The training process involves corrupting the input \(x\) to produce \(\tilde{x}\), typically using Gaussian noise: \[ p_c (\tilde{x} | x) = \mathcal{N}(\tilde{x} | x, \sigma^2 I) \] The model then minimizes the reconstruction error between its output \(r(\tilde{x})\) and the clean input \(x\): \[ \ell (x, r(\tilde{x})) = \| e \|_2^2 \] where \(e(x) = r(\tilde{x}) - x \) is the residual error for a sample \(x\).

A remarkable result is that, as \(\sigma \to 0\), the optimal denoising function satisfies: \[ e(x) = r(\tilde{x}) - x \approx \nabla_{x} \log p(x). \] This means the denoising autoencoder implicitly learns the score function (gradient of log-density), which forms a vector field over the entire feature space. At each point, this vector field indicates the direction and magnitude to move toward regions of higher data density. The reconstruction process follows these vectors, effectively "flowing" corrupted points back to the data manifold along the steepest ascent of the probability landscape.

Data Manifolds in Our Demo:

The autoencoder tab in our demo visualizes data manifolds. When the 2D data is compressed through a 1D bottleneck, the network must learn the underlying 1-D manifold (curve) that best represents the data. The "Reconstructed" visualization shows points projected onto this learned manifold This is the autoencoder discovering and representing the intrinsic lower-dimensional structure of the data.

Note: Lipschitz continuity is a common regularity condition that ensures a function does not change too rapidly.

Definition: Given two metric spaces \((X, d_X)\) and \((Y, d_Y)\). A function \(f : X \to Y\) is called Lipschitz continuous if there exists a constant \(L > 0\) such that: \[ \forall \, x_1, x_2 \in X \quad d_Y (f(x_1), f(x_2))\leq L d_X(x_1, x_2) \] where \(L\) is called a Lipschitz constant.

This means the function's output changes at most linearly with respect to the input. In autoencoders, Lipschitz continuity in the reconstruction map \(r(x)\) ensures stability — small changes in input lead to small changes in reconstruction.

In the context of denoising autoencoders, enforcing or assuming Lipschitz continuity makes the learned vector field well-behaved. It guarantees smooth flows along the data manifold and avoids sharp or unstable reconstructions, which is essential when approximating the gradient \(\nabla_x \log p(x)\).

Manifolds

Intuitively, manifold is a topological space that locally resembles Euclidean space near each point. Imagine a curved surface like a sphere—zooming in on any small patch makes it look flat, like \(\mathbb{R}^2\). In machine learning, we often assume data lies on a low-dimensional manifold embedded in high-dimensional space.

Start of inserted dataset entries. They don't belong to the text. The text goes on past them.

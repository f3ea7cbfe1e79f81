//! Probability, rate and logit algebra.
//!
//! Monthly event probabilities are combined by converting to rates,
//! scaling, and converting back. Heterogeneity adjustments are combined
//! additively on the logit scale.

/// Convert a monthly probability to the equivalent rate.
///
/// `rate = -ln(1 - prob)`
///
/// # Examples
///
/// ```
/// use tsukihi_core::prob::prob_to_rate;
///
/// assert_eq!(prob_to_rate(0.0), 0.0);
/// assert!((prob_to_rate(0.5) - std::f64::consts::LN_2).abs() < 1e-12);
/// ```
pub fn prob_to_rate(prob: f64) -> f64 {
    -(1.0 - prob).ln()
}

/// Convert a rate to the equivalent monthly probability.
///
/// `prob = 1 - e^(-rate)`
///
/// # Examples
///
/// ```
/// use tsukihi_core::prob::{prob_to_rate, rate_to_prob};
///
/// let p = 0.125;
/// assert!((rate_to_prob(prob_to_rate(p)) - p).abs() < 1e-12);
/// ```
pub fn rate_to_prob(rate: f64) -> f64 {
    1.0 - (-rate).exp()
}

/// Scale a probability by a rate multiplier.
///
/// `p' = 1 - (1 - p)^m`, derived from converting to a rate, multiplying,
/// and converting back. The degenerate multipliers short-circuit so a
/// zero multiplier yields exactly zero and a unit multiplier returns the
/// input unchanged.
///
/// # Examples
///
/// ```
/// use tsukihi_core::prob::prob_rate_multiply;
///
/// assert_eq!(prob_rate_multiply(0.3, 0.0), 0.0);
/// assert_eq!(prob_rate_multiply(0.3, 1.0), 0.3);
/// assert!((prob_rate_multiply(0.19, 2.0) - (1.0 - 0.81f64.powi(2))).abs() < 1e-12);
/// ```
pub fn prob_rate_multiply(prob: f64, rate_mult: f64) -> f64 {
    if rate_mult == 0.0 {
        return 0.0;
    }
    if rate_mult == 1.0 {
        return prob;
    }
    1.0 - (1.0 - prob).powf(rate_mult)
}

/// Convert a probability to its log-odds.
///
/// The caller is responsible for keeping `prob` strictly inside `(0, 1)`;
/// the boundary values produce infinities.
pub fn prob_to_logit(prob: f64) -> f64 {
    (prob / (1.0 - prob)).ln()
}

/// Convert a log-odds value back to a probability.
pub fn logit_to_prob(logit: f64) -> f64 {
    1.0 / (1.0 + (-logit).exp())
}

/// Adjust a probability by adding on the logit scale.
///
/// # Examples
///
/// ```
/// use tsukihi_core::prob::prob_logit_adjustment;
///
/// // A zero adjustment is the identity.
/// assert!((prob_logit_adjustment(0.42, 0.0) - 0.42).abs() < 1e-12);
/// // A positive adjustment increases the probability.
/// assert!(prob_logit_adjustment(0.42, 1.0) > 0.42);
/// ```
pub fn prob_logit_adjustment(prob: f64, logit_adjust: f64) -> f64 {
    logit_to_prob(prob_to_logit(prob) + logit_adjust)
}

#[cfg(test)]
mod tests {
    use super::*;

    #[test]
    fn test_rate_prob_round_trip() {
        for p in [0.0, 0.001, 0.1, 0.5, 0.9, 0.999] {
            let rate = prob_to_rate(p);
            assert!(rate >= 0.0);
            assert!((rate_to_prob(rate) - p).abs() < 1e-12);
        }
    }

    #[test]
    fn test_prob_to_rate_round_trip_on_rates() {
        for r in [0.0, 0.01, 0.3, 1.0, 4.0] {
            assert!((prob_to_rate(rate_to_prob(r)) - r).abs() < 1e-9);
        }
    }

    #[test]
    fn test_prob_rate_multiply_degenerate() {
        assert_eq!(prob_rate_multiply(0.7, 0.0), 0.0);
        assert_eq!(prob_rate_multiply(0.7, 1.0), 0.7);
    }

    #[test]
    fn test_prob_rate_multiply_doubles_rate() {
        let p = 0.2;
        let doubled = prob_rate_multiply(p, 2.0);
        assert!((prob_to_rate(doubled) - 2.0 * prob_to_rate(p)).abs() < 1e-12);
    }

    #[test]
    fn test_logit_round_trip() {
        for p in [0.01, 0.25, 0.5, 0.75, 0.99] {
            assert!((logit_to_prob(prob_to_logit(p)) - p).abs() < 1e-12);
        }
    }

    #[test]
    fn test_logit_adjustment_identity() {
        for p in [0.1, 0.5, 0.9] {
            assert!((prob_logit_adjustment(p, 0.0) - p).abs() < 1e-12);
        }
    }

    #[test]
    fn test_logit_adjustment_monotone() {
        assert!(prob_logit_adjustment(0.3, 0.5) > 0.3);
        assert!(prob_logit_adjustment(0.3, -0.5) < 0.3);
    }
}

Definition: An \(n\)-dimensional manifold \(\mathcal{M}\) is a topological space where every point \(p \in \mathcal{M}\) has an open neighborhood \(U\) that is homeomorphic to \(\mathbb{R}^n\). That is, there exists a continuous bijection \(\phi : U \to \mathbb{R}^n \) with continuous inverse.

Note: Two topological spaces \(X\) and \(Y\) are homeomorphic if there exists a function \(f: X \to Y\) such that: \(f\) is bijection, continuous, and its inverse \(f^{-1}: Y \to X \) is also continuous.

The Manifold Hypothesis: Real-world high-dimensional data (e.g., images, speech) tends to lie on or near a low-dimensional manifold embedded in the ambient space. For example, each \(64 \times 64\) grayscale face image can be represented as a point in \(\mathbb{R}^{4096}\), but the set of "realistic" face images occupies only a small, structured region of this space — likely a nonlinear manifold of much lower dimension, governed by factors such as pose, lighting, expression, and identity.